Be ready for your Regin: practice, practice, practice

This week Symantec (and many others) published information about a cyber espionage campaign dubbed "Regin". See "Regin: Top-tier espionage tool enables stealthy surveillance". In general, I take umbrage when every time a novel and/or sophisticated system is discovered it is attributed to a Nation State. See my 2012 video "Glowing Embers", or better yet, read/listen to "Ghost in the Wires" or "Masters of Doom". Creative individuals and small teams can do amazing things.

However, whatever the source of such campaigns or their motivations, you should try to prepare yourself for when one of these campaigns hits your network. While there are security training courses you can take, you can also practice by analyzing even benign activity in your network. Practicing on analyzing such activity can give you the knowledge and skills to detect and analyze the activity of real threats.
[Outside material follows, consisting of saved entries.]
#[cfg(test)]
mod tests {
    use super::*;
    use async_trait::async_trait;
    use phoenix_evolution_engine::{poison_token, GenerationError};
    use phoenix_registry::InMemoryRegistry;
    use phoenix_types::{Request, Service};

    const SPEC: &str = r#"{
        "meta": {"name": "echo", "version": "1.0", "description": "echo service"},
        "functional_requirements": [{"id": "FR-1", "title": "Echo", "description": "prefix with OK"}],
        "invariants": [
            {"id": "INV-1", "description": "never null", "type": "NON_NULL", "params": {}},
            {"id": "INV-2", "description": "stable", "type": "DETERMINISM", "params": {}},
            {"id": "INV-3", "description": "prefixed", "type": "CONTAINS_SUBSTRING", "params": {"substring": "OK:"}}
        ],
        "examples": [{"id": "EX-1", "input": "hello", "expected_output_contains": ["hello"]}],
        "constraints": {"forbidden_packages": [], "forbidden_classes": [], "allowed_packages": []}
    }"#;

    fn requirements(spec: &str) -> StructuredRequirements {
        SpecLoader::new().parse_bytes(spec.as_bytes()).unwrap()
    }

    /// Adds an example whose input carries every possible poison token.
    fn poisoned_requirements() -> StructuredRequirements {
        let all_tokens: Vec<String> = (0..97).map(|n| format!("seed-{n}")).collect();
        let mut doc: serde_json::Value = serde_json::from_str(SPEC).unwrap();
        doc["examples"]
            .as_array_mut()
            .unwrap()
            .push(serde_json::json!({"id": "EX-P", "input": all_tokens.join(" "), "expected_output_contains": ["OK:"]}));
        requirements(&doc.to_string())
    }

    fn kernel(registry: Arc<InMemoryRegistry>) -> Kernel {
        Kernel::new(KernelConfig::default()).unwrap().with_registry(registry)
    }

    struct FailingPlanner;

    #[async_trait]
    impl Planner for FailingPlanner {
        async fn plan(&self, _: &StructuredRequirements, _: u32) -> Result<Plan, GenerationError> {
            Err(GenerationError::InferenceTimeout(10))
        }
    }

    /// Emits the same fixed bundle every iteration.
    struct FixedCodeGen(&'static str);

    #[async_trait]
    impl CodeGen for FixedCodeGen {
        async fn generate(
            &self,
            _: &StructuredRequirements,
            plan: &Plan,
            _: u32,
        ) -> Result<GeneratedSourceBundle, GenerationError> {
            Ok(GeneratedSourceBundle::new().with_unit(plan.target_unit_name.clone(), self.0))
        }
    }

    #[tokio::test]
    async fn clean_spec_accepts_first_iteration() {
        let registry = Arc::new(InMemoryRegistry::new());
        let mut k = kernel(registry.clone());
        let req = requirements(SPEC);
        let outcome = k.run_requirements(&req).await;

        assert!(outcome.succeeded());
        assert_eq!(outcome.iterations.len(), 1);
        let accepted = outcome.accepted_version.clone().unwrap();
        assert!(accepted.starts_with("v1-"));
        assert_eq!(outcome.active_version, accepted);

        let out = k.facade().process(&Request::new("hello")).unwrap();
        assert_eq!(out.output.as_deref(), Some("OK:hello:v1"));

        let records = registry.load_all().unwrap();
        assert_eq!(records.len(), 1);
        assert!(records[0].is_accepted());
        assert!(records[0].test_report.passed);
        assert!(records[0].error_message.is_none());
    }

    #[tokio::test]
    async fn poisoned_first_iteration_is_rejected_then_recovered() {
        let registry = Arc::new(InMemoryRegistry::new());
        let mut k = kernel(registry.clone());
        let req = poisoned_requirements();
        let token = poison_token(&req.spec_hash);
        let outcome = k.run_requirements(&req).await;

        assert_eq!(outcome.iterations.len(), 2);
        assert_eq!(outcome.iterations[0].failed_stage, Some(IterationStage::Shadow));
        assert!(outcome.iterations[1].is_accepted());
        assert!(outcome.active_version.starts_with("v2-"));

        let records = registry.load_all().unwrap();
        assert!(!records[0].shadow_report.passed);
        assert!(records[0].test_report.passed);
        assert_eq!(records[0].error_message.as_deref(), Some("Shadow run failed"));

        let out = k.facade().process(&Request::new(token.as_str())).unwrap();
        assert_eq!(out.output, Some(format!("OK:{token}:v1")));
        assert_eq!(k.metrics().rejected, 1);
        assert_eq!(k.metrics().accepted, 1);
    }

    #[tokio::test]
    async fn forbidden_source_never_swaps() {
        let registry = Arc::new(InMemoryRegistry::new());
        let mut k = kernel(registry.clone()).with_codegen(Arc::new(FixedCodeGen(
            "fn process(input) { return sys::process::exec(input); }",
        )));
        let outcome = k.run_requirements(&requirements(SPEC)).await;

        assert!(outcome.accepted_version.is_none());
        assert!(outcome.succeeded());
        assert_eq!(outcome.active_version, "default");
        assert_eq!(outcome.iterations.len(), 3);
        for it in &outcome.iterations {
            assert_eq!(it.failed_stage, Some(IterationStage::VerifySource));
        }

        let records = registry.load_all().unwrap();
        assert_eq!(records.len(), 3);
        assert!(!records[0].artifact_verification.passed);
        assert!(records[0].compilation_diagnostics.is_empty());
        assert!(!records[0].test_report.passed);
        let out = k.facade().process(&Request::new("x")).unwrap();
        assert_eq!(out.output.as_deref(), Some("OK:x:default"));
    }

    #[tokio::test]
    async fn compile_failure_records_diagnostics() {
        let registry = Arc::new(InMemoryRegistry::new());
        let mut k = kernel(registry.clone())
            .with_codegen(Arc::new(FixedCodeGen("fn process(input) { return input + ; }")));
        let outcome = k.run_requirements(&requirements(SPEC)).await;
        assert_eq!(outcome.iterations[0].failed_stage, Some(IterationStage::Compile));
        let records = registry.load_all().unwrap();
        assert!(!records[0].compilation_diagnostics.is_empty());
        assert!(records[0].source_verification.passed);
    }

    #[tokio::test]
    async fn aliased_io_is_caught_after_compilation() {
        let registry = Arc::new(InMemoryRegistry::new());
        let mut k = kernel(registry.clone()).with_codegen(Arc::new(FixedCodeGen(
            "use sys::fs as store;\nfn process(input) { return store::read(input); }",
        )));
        let outcome = k.run_requirements(&requirements(SPEC)).await;
        assert_eq!(
            outcome.iterations[0].failed_stage,
            Some(IterationStage::VerifyArtifact)
        );
        let records = registry.load_all().unwrap();
        assert!(records[0].source_verification.passed);
        assert!(!records[0].artifact_verification.passed);
    }

    #[tokio::test]
    async fn missing_entry_point_fails_load() {
        let registry = Arc::new(InMemoryRegistry::new());
        let mut k = kernel(registry.clone())
            .with_codegen(Arc::new(FixedCodeGen("fn handle(input) { return input; }")));
        let outcome = k.run_requirements(&requirements(SPEC)).await;
        assert_eq!(outcome.iterations[0].failed_stage, Some(IterationStage::Load));
        assert!(outcome.iterations[0]
            .error
            .as_deref()
            .unwrap()
            .starts_with("Load failed:"));
    }

    #[tokio::test]
    async fn runaway_string_growth_is_rejected_at_shadow() {
        let registry = Arc::new(InMemoryRegistry::new());
        let mut k = kernel(registry.clone()).with_codegen(Arc::new(FixedCodeGen(
            "fn process(input) { let s = \"OK:\" + input; let i = 0; while i < 40 { s = s + s; i = i + 1; } return s; }",
        )));
        let outcome = k.run_requirements(&requirements(SPEC)).await;
        assert_eq!(outcome.iterations[0].failed_stage, Some(IterationStage::Shadow));
        let records = registry.load_all().unwrap();
        assert!(records[0].shadow_report.mismatches[0].contains("string too large"));
        assert_eq!(outcome.active_version, "default");
        assert_eq!(k.facade().process(&Request::new("x")).unwrap().output.as_deref(), Some("OK:x:default"));
    }

    #[tokio::test]
    async fn failing_self_check_rejects_at_test() {
        let registry = Arc::new(InMemoryRegistry::new());
        let mut k = kernel(registry.clone()).with_codegen(Arc::new(FixedCodeGen(
            "fn process(input) { return \"OK:\" + input; }\nfn self_check() { return false; }",
        )));
        let outcome = k.run_requirements(&requirements(SPEC)).await;
        assert_eq!(outcome.iterations[0].failed_stage, Some(IterationStage::Test));
        let records = registry.load_all().unwrap();
        assert!(!records[0].shadow_report.passed);
        assert!(records[0].shadow_report.mismatches.is_empty());
        assert_eq!(outcome.active_version, "default");
    }

    #[tokio::test]
    async fn planner_failure_falls_back_to_stub() {
        let registry = Arc::new(InMemoryRegistry::new());
        let mut k = kernel(registry).with_planner(Arc::new(FailingPlanner));
        let outcome = k.run_requirements(&requirements(SPEC)).await;
        assert!(outcome.accepted_version.is_some());
        assert_eq!(k.metrics().generation_fallbacks, 1);
    }

    #[tokio::test]
    async fn invalid_spec_is_fatal() {
        let mut file = tempfile::NamedTempFile::new().unwrap();
        std::io::Write::write_all(&mut file, b"{\"meta\": {}}").unwrap();
        let mut k = kernel(Arc::new(InMemoryRegistry::new()));
        let err = k.run(file.path()).await.unwrap_err();
        assert!(matches!(err, KernelError::SpecInvalid(_)));
        assert_eq!(k.metrics().iterations, 0);
    }

    #[tokio::test]
    async fn registry_failure_does_not_block_promotion() {
        let dir = tempfile::tempdir().unwrap();
        let path = dir.path().join("registry.json");
        std::fs::write(&path, "not json").unwrap();
        let mut k = Kernel::new(KernelConfig::default())
            .unwrap()
            .with_registry(Arc::new(JsonFileRegistry::new(&path)));
        let outcome = k.run_requirements(&requirements(SPEC)).await;
        assert!(outcome.accepted_version.is_some());
        assert_eq!(k.metrics().registry_write_failures, 1);
        assert_eq!(std::fs::read_to_string(&path).unwrap(), "not json");
    }

    #[tokio::test]
    async fn second_run_keeps_serving_previous_version() {
        let registry = Arc::new(InMemoryRegistry::new());
        let swap = Arc::new(HotSwapManager::new());
        let mut first = kernel(registry.clone()).with_swap_manager(Arc::clone(&swap));
        let accepted = first
            .run_requirements(&requirements(SPEC))
            .await
            .accepted_version
            .unwrap();

        let mut second = kernel(registry.clone())
            .with_swap_manager(Arc::clone(&swap))
            .with_codegen(Arc::new(FixedCodeGen("fn process(input) { return nil; }")));
        let outcome = second.run_requirements(&requirements(SPEC)).await;
        assert!(outcome.accepted_version.is_none());
        assert_eq!(outcome.active_version, accepted);
        assert_eq!(registry.load_last_good().unwrap().unwrap().version_id, accepted);
    }

    #[test]
    fn model_backed_config_without_model_is_rejected() {
        let mut config = KernelConfig::default();
        config.llm.mode = LlmMode::ModelBacked;
        assert!(matches!(Kernel::new(config), Err(KernelError::Config(_))));
    }
}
In 2012 I published a pair of articles ("The Advanced Persistent Threat You Have: Google Chrome" and "The Making of 'The Advanced Persistent Threat You Have: Google Chrome'") and a Keynote presentation ("Google: The APT You Have") on analyzing Google's automatic update system. In many ways, Google's software resembles a good Command & Control system an adversary might use - small sleeper code that occasionally wakes up to download encrypted new stages, use of virtual file systems, modification of critical resources, and cleaning up after each activity.

I encourage everyone to start searching for and analyzing these (hopefully benign) Command & Control systems in your network. I guarantee you, you have plenty of them operating in your network. Practicing on these will prepare you for the malicious ones.